STORED DATA START

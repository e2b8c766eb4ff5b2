//! GPIO / peripheral pin assignments for the relay controller board.
//!
//! Single source of truth: every driver references this module rather than
//! hard-coding pin numbers.

// ---------------------------------------------------------------------------
// Setpoint DIP switches (active-low, internal pull-ups)
// ---------------------------------------------------------------------------

/// Setpoint switch GPIOs in weight order: index `i` contributes `1 << i`.
pub const SETPOINT_GPIOS: [i32; 6] = [4, 5, 6, 7, 15, 16];

/// Number of setpoint switches.
pub const SETPOINT_BITS: usize = SETPOINT_GPIOS.len();

// ---------------------------------------------------------------------------
// Override trigger (active-low, internal pull-up)
// ---------------------------------------------------------------------------

/// Manual override input.  LOW forces the coil on.
pub const OVERRIDE_GPIO: i32 = 17;

// ---------------------------------------------------------------------------
// Relay coil
// ---------------------------------------------------------------------------

/// Digital output: HIGH energizes the relay coil.
pub const COIL_GPIO: i32 = 18;

// ---------------------------------------------------------------------------
// TC74 sensor (bit-banged two-wire bus)
// ---------------------------------------------------------------------------

/// Open-drain data line.
pub const SENSOR_SDA_GPIO: i32 = 8;
/// Open-drain clock line.
pub const SENSOR_SCL_GPIO: i32 = 9;
/// The sensor is powered from GPIO to save wiring: driven HIGH.
pub const SENSOR_VDD_GPIO: i32 = 10;
/// Driven LOW as the sensor ground.
pub const SENSOR_GND_GPIO: i32 = 11;

// ---------------------------------------------------------------------------
// UART status line
// ---------------------------------------------------------------------------

pub const UART_TX_GPIO: i32 = 43;
pub const UART_RX_GPIO: i32 = 44;

/// UART controller carrying the status line.
pub const UART_PORT: i32 = 1;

STORED DATA END

EXERCISE DESCRIPTION - Set down each record above without changing a single word.

OUTPUT OF THE EXERCISE -
repository e2b8c766eb4ff5b2
//! GPIO / peripheral pin assignments for the relay controller board.
//!
//! Single source of truth: every driver references this module rather than
//! hard-coding pin numbers.

// ---------------------------------------------------------------------------
// Setpoint DIP switches (active-low, internal pull-ups)
// ---------------------------------------------------------------------------

/// Setpoint switch GPIOs in weight order: index `i` contributes `1 << i`.
pub const SETPOINT_GPIOS: [i32; 6] = [4, 5, 6, 7, 15, 16];

/// Number of setpoint switches.
pub const SETPOINT_BITS: usize = SETPOINT_GPIOS.len();

// ---------------------------------------------------------------------------
// Override trigger (active-low, internal pull-up)
// ---------------------------------------------------------------------------

/// Manual override input.  LOW forces the coil on.
pub const OVERRIDE_GPIO: i32 = 17;

// ---------------------------------------------------------------------------
// Relay coil
// ---------------------------------------------------------------------------

/// Digital output: HIGH energizes the relay coil.
pub const COIL_GPIO: i32 = 18;

// ---------------------------------------------------------------------------
// TC74 sensor (bit-banged two-wire bus)
// ---------------------------------------------------------------------------

/// Open-drain data line.
pub const SENSOR_SDA_GPIO: i32 = 8;
/// Open-drain clock line.
pub const SENSOR_SCL_GPIO: i32 = 9;
/// The sensor is powered from GPIO to save wiring: driven HIGH.
pub const SENSOR_VDD_GPIO: i32 = 10;
/// Driven LOW as the sensor ground.
pub const SENSOR_GND_GPIO: i32 = 11;

// ---------------------------------------------------------------------------
// UART status line
// ---------------------------------------------------------------------------

pub const UART_TX_GPIO: i32 = 43;
pub const UART_RX_GPIO: i32 = 44;

/// UART controller carrying the status line.
pub const UART_PORT: i32 = 1;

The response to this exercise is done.